To determine the answer to this very important question, we need to determine the ratio of two components of the balance sheet. The ratio is known as the working capital ratio or current ratio and is an indicator of whether or not an entity has sufficient short-term assets (current assets) to cover its immediate or current liabilities. To determine the ratio, divide total current assets by total current liabilities. If the ratio is less than 1, then the entity has negative working capital or insufficient short-term assets. If the ratio is over 2, it is not necessarily a good thing either as it indicates that the entity may not be investing their excess cash. Most believe that a ratio between 1.5 and 2 is sufficient. This ratio reveals more about the financial condition of a business than almost any other calculation.
Are maintenance or common charges being collected on a timely basis? If not, what is the impact on cash flow?
Board members have to monitor shareholders’ or unit-owners’ outstanding receivables. If receivables are not collected promptly and are allowed to increase over time, the entity’s cash flow will be negatively affected. To measure the time it takes to collect account receivables, we have to compute “Days Sales Outstanding,” commonly referred to as DSO. This will provide an understanding of the effectiveness of the entity’s collection policies and those in charge of executing those policies.
The formula to calculate DSO is total shareholder receivables divided by one-twelfth of the annual maintenance times 30 days. This will give you the number of days it takes to collect outstanding receivables. Generally, a CIRA should be collecting outstanding receivables well below a 30-day time period.
The income statement, sometimes referred to as the “statement of operations” or “statement of revenues and expenses,” will be informative about the operations of the property. Board members should be familiar with every line item within the income statement as these are the revenues and expenses the board should be monitoring all year.

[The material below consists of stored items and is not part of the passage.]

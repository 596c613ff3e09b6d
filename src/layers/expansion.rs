use crate::layers::error::{Error, Result};
use crate::layers::llm::ChatModel;
use crate::layers::tags::{element, elements};

/// Turns a short research question into a paragraph that is easier to judge
/// relevance against.
pub async fn expand_question(model: &dyn ChatModel, question: &str) -> Result<String> {
    let prompt = format!(
        "You are a helpful research assistant that gives advice on literature review.\n\
         Expand the research question given within <question></question> tags into a concise \
         one-paragraph description that helps in finding the most relevant papers.\n\
         Put your paragraph within <response></response> tags.\n\n\
         Here is the research question:\n<question>{question}</question>\n\nResponse:\n"
    );
    let response = model.respond(&prompt).await?;
    element(&response, "response")
        .map(str::to_string)
        .ok_or_else(|| Error::missing_tags("response", response.as_str()))
}

/// Asks for ADS search queries that cover a research question.
pub async fn suggest_queries(model: &dyn ChatModel, question: &str) -> Result<Vec<String>> {
    let prompt = format!(
        "You are a helpful research assistant that gives advice on literature review.\n\
         Suggest ADS search queries for the research question given within <question></question> tags.\n\
         Wrap each query suggestion in its own <query></query> tag.\n\n\
         Example:\n<query>cosmic microwave background lensing</query>\n<query>cmb polarization</query>\n\n\
         Here is the research question:\n<question>{question}</question>\n\nSuggestions:\n"
    );
    let response = model.respond(&prompt).await?;

    let mut queries: Vec<String> = Vec::new();
    for query in elements(&response, "query") {
        if !query.is_empty() && !queries.iter().any(|q| q == query) {
            queries.push(query.to_string());
        }
    }
    if queries.is_empty() {
        return Err(Error::missing_tags("query", response));
    }
    Ok(queries)
}

#[cfg(test)]
mod tests {
    use super::*;
    use crate::layers::testing::ScriptedModel;

    #[tokio::test]
    async fn test_expand_question_extracts_response() {
        let model = ScriptedModel::new(["Here it is:\n<response>\nBirefringence rotates the\nCMB polarization plane.\n</response>"]);
        let expanded = expand_question(&model, "cosmic birefringence").await.unwrap();
        assert_eq!(expanded, "Birefringence rotates the\nCMB polarization plane.");
        assert!(model.prompts()[0].contains("<question>cosmic birefringence</question>"));
    }

    #[tokio::test]
    async fn test_expand_question_requires_tags() {
        let model = ScriptedModel::new(["Birefringence is interesting."]);
        assert!(matches!(
            expand_question(&model, "q").await,
            Err(Error::MissingTags { expected: "response", .. })
        ));
    }

    #[tokio::test]
    async fn test_suggest_queries_in_order_without_duplicates() {
        let model = ScriptedModel::new([
            "<query>cmb polarization</query>\n<query> cosmic birefringence </query>\n<query>cmb polarization</query><query></query>",
        ]);
        let queries = suggest_queries(&model, "q").await.unwrap();
        assert_eq!(queries, vec!["cmb polarization", "cosmic birefringence"]);
    }

    #[tokio::test]
    async fn test_suggest_queries_requires_at_least_one() {
        let model = ScriptedModel::new(["I'd search for polarization."]);
        assert!(suggest_queries(&model, "q").await.is_err());
    }

    #[tokio::test]
    async fn test_transport_errors_pass_through() {
        let model = ScriptedModel::new(Vec::<&str>::new());
        assert!(matches!(suggest_queries(&model, "q").await, Err(Error::EmptyResponse)));
    }
}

Is the entity operating on a break-even basis, i.e., do operating revenues cover operating expenses?
This is one of the most important questions that can be answered by the income statement. Are maintenance or common charges set at an appropriate level to provide a break-even operation?

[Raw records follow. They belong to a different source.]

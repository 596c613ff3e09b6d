use std::collections::HashMap;

use crate::layers::error::{Error, Result};
use crate::layers::llm::ChatModel;
use crate::layers::tags::{collapse_whitespace, element, elements};
use crate::layers::Paper;

pub const HIGHLY_RELEVANT: u8 = 3;
pub const RELEVANT: u8 = 2;
pub const IRRELEVANT: u8 = 0;
/// Score for labels outside the fixed set.
pub const DEFAULT_SCORE: u8 = 1;

pub const TITLE_BATCH_SIZE: usize = 20;
pub const ABSTRACT_BATCH_SIZE: usize = 5;

/// Maps a feedback label to its ordinal score. Never fails.
pub fn score_label(label: &str) -> u8 {
    match collapse_whitespace(label).to_lowercase().as_str() {
        "highly relevant" => HIGHLY_RELEVANT,
        "relevant" => RELEVANT,
        "somewhat relevant" | "unsure" => 1,
        "irrelevant" => IRRELEVANT,
        _ => {
            tracing::warn!("Invalid feedback label: {}", label);
            DEFAULT_SCORE
        }
    }
}

/// What the model judges a paper on.
#[derive(Debug, Clone, Copy, PartialEq, Eq)]
pub enum Evidence {
    Title,
    Abstract,
}

const FEEDBACK_FORMAT: &str = "
<paper><bibcode>bibcode</bibcode><feedback>feedback</feedback></paper>

where feedback is one of the following:
- Highly relevant
- Relevant
- Somewhat relevant
- Irrelevant
- Unsure
";

const FEEDBACK_EXAMPLE: &str = "
Example response:
<paper><bibcode>2021A&A...647A..10P</bibcode><feedback>Relevant</feedback></paper>
<paper><bibcode>2021A&A...647A..11P</bibcode><feedback>Irrelevant</feedback></paper>

Your response:
";

fn relevance_prompt(question: &str, papers: &[Paper], evidence: Evidence) -> String {
    let (intro, listing) = match evidence {
        Evidence::Title => (
            "Here are the titles of the papers found in the search results. Please rate the relevance \
             of each title to the research question given within <question></question> tags.",
            papers
                .iter()
                .map(|p| format!("<paper><bibcode>{}</bibcode><title>{}</title></paper>", p.bibcode, p.title))
                .collect::<Vec<_>>(),
        ),
        Evidence::Abstract => (
            "Here are the papers found in the search results, each given as \
             <paper><bibcode>bibcode</bibcode><title>title</title><abstract>abstract</abstract></paper>. \
             Please rate the relevance of each paper to the research question given within \
             <question></question> tags.",
            papers
                .iter()
                .map(|p| {
                    format!(
                        "<paper><bibcode>{}</bibcode><title>{}</title><abstract>{}</abstract></paper>",
                        p.bibcode, p.title, p.abstract_text
                    )
                })
                .collect::<Vec<_>>(),
        ),
    };

    format!(
        "{intro}\nAnswer with one entry per paper in this format:\n{FEEDBACK_FORMAT}\n\
         Research question:\n<question>{question}</question>\n\n\
         Here are the papers:\n{papers}\n\nProvide your feedback:\n{FEEDBACK_EXAMPLE}",
        papers = listing.join("\n"),
    )
}

/// Reads `<paper><bibcode/><feedback/></paper>` records out of a response.
///
/// Records missing either part are skipped; a response with no usable record
/// at all is an error.
pub fn parse_feedback(response: &str) -> Result<HashMap<String, u8>> {
    let mut scores = HashMap::new();
    for record in elements(response, "paper") {
        match (element(record, "bibcode"), element(record, "feedback")) {
            (Some(bibcode), Some(label)) => {
                scores.insert(bibcode.to_string(), score_label(label));
            }
            _ => tracing::warn!("Skipping malformed feedback record: {}", record),
        }
    }
    if scores.is_empty() {
        return Err(Error::missing_tags("feedback", response));
    }
    Ok(scores)
}

/// Scores `papers` in batches of `batch_size` and merges the answers.
///
/// Papers the model leaves out are missing from the result. Any failed batch
/// fails the whole call.
pub async fn score_papers(
    model: &dyn ChatModel,
    question: &str,
    papers: &[Paper],
    evidence: Evidence,
    batch_size: usize,
) -> Result<HashMap<String, u8>> {
    let mut scores = HashMap::new();
    for batch in papers.chunks(batch_size.max(1)) {
        tracing::info!("Processing batch of {} papers ({:?} relevance)...", batch.len(), evidence);
        let response = model.respond(&relevance_prompt(question, batch, evidence)).await?;
        for (bibcode, score) in parse_feedback(&response)? {
            tracing::info!("\t{}: {}", bibcode, score);
            scores.insert(bibcode, score);
        }
    }
    Ok(scores)
}

pub async fn score_titles(
    model: &dyn ChatModel,
    question: &str,
    papers: &[Paper],
    batch_size: usize,
) -> Result<HashMap<String, u8>> {
    score_papers(model, question, papers, Evidence::Title, batch_size).await
}

pub async fn score_abstracts(
    model: &dyn ChatModel,
    question: &str,
    papers: &[Paper],
    batch_size: usize,
) -> Result<HashMap<String, u8>> {
    score_papers(model, question, papers, Evidence::Abstract, batch_size).await
}

/// Fraction of scored papers whose score satisfies `pred`.
pub fn rate(scores: &HashMap<String, u8>, pred: impl Fn(u8) -> bool) -> f64 {
    if scores.is_empty() {
        return 0.0;
    }
    scores.values().filter(|s| pred(**s)).count() as f64 / scores.len() as f64
}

If the answer is no, then go back and compare cash balances and reserve fund levels from last year to the current year. You will probably see a decline in such funds as money will have to be drawn down to cover operating deficits.
If the answer is yes, then the financial condition of the entity will be more stable. Review all revenue and expense accounts and notice the variances from one year to the next and compare these figures to the operating budget. Inquire how the variances came about until you are familiar enough with the operations to answer these questions on your own.
The cash flow statement is the least understood by most novice readers of financial statements. However, it is actually fairly straightforward and can be very informative about how cash was consumed during the year. The cash flow statement begins with the net income or loss of the entity. There are many non-cash adjustments to arrive at net income or loss. These include prepaids, accruals, and depreciation. The statement of cash flows removes all of these adjustments and is therefore able to present the net change in cash from the beginning of the year to the balance sheet date.
With the knowledge of some of these tools, you will be surprised at how quickly you will learn from your CIRA’s financial statements. Happy reading!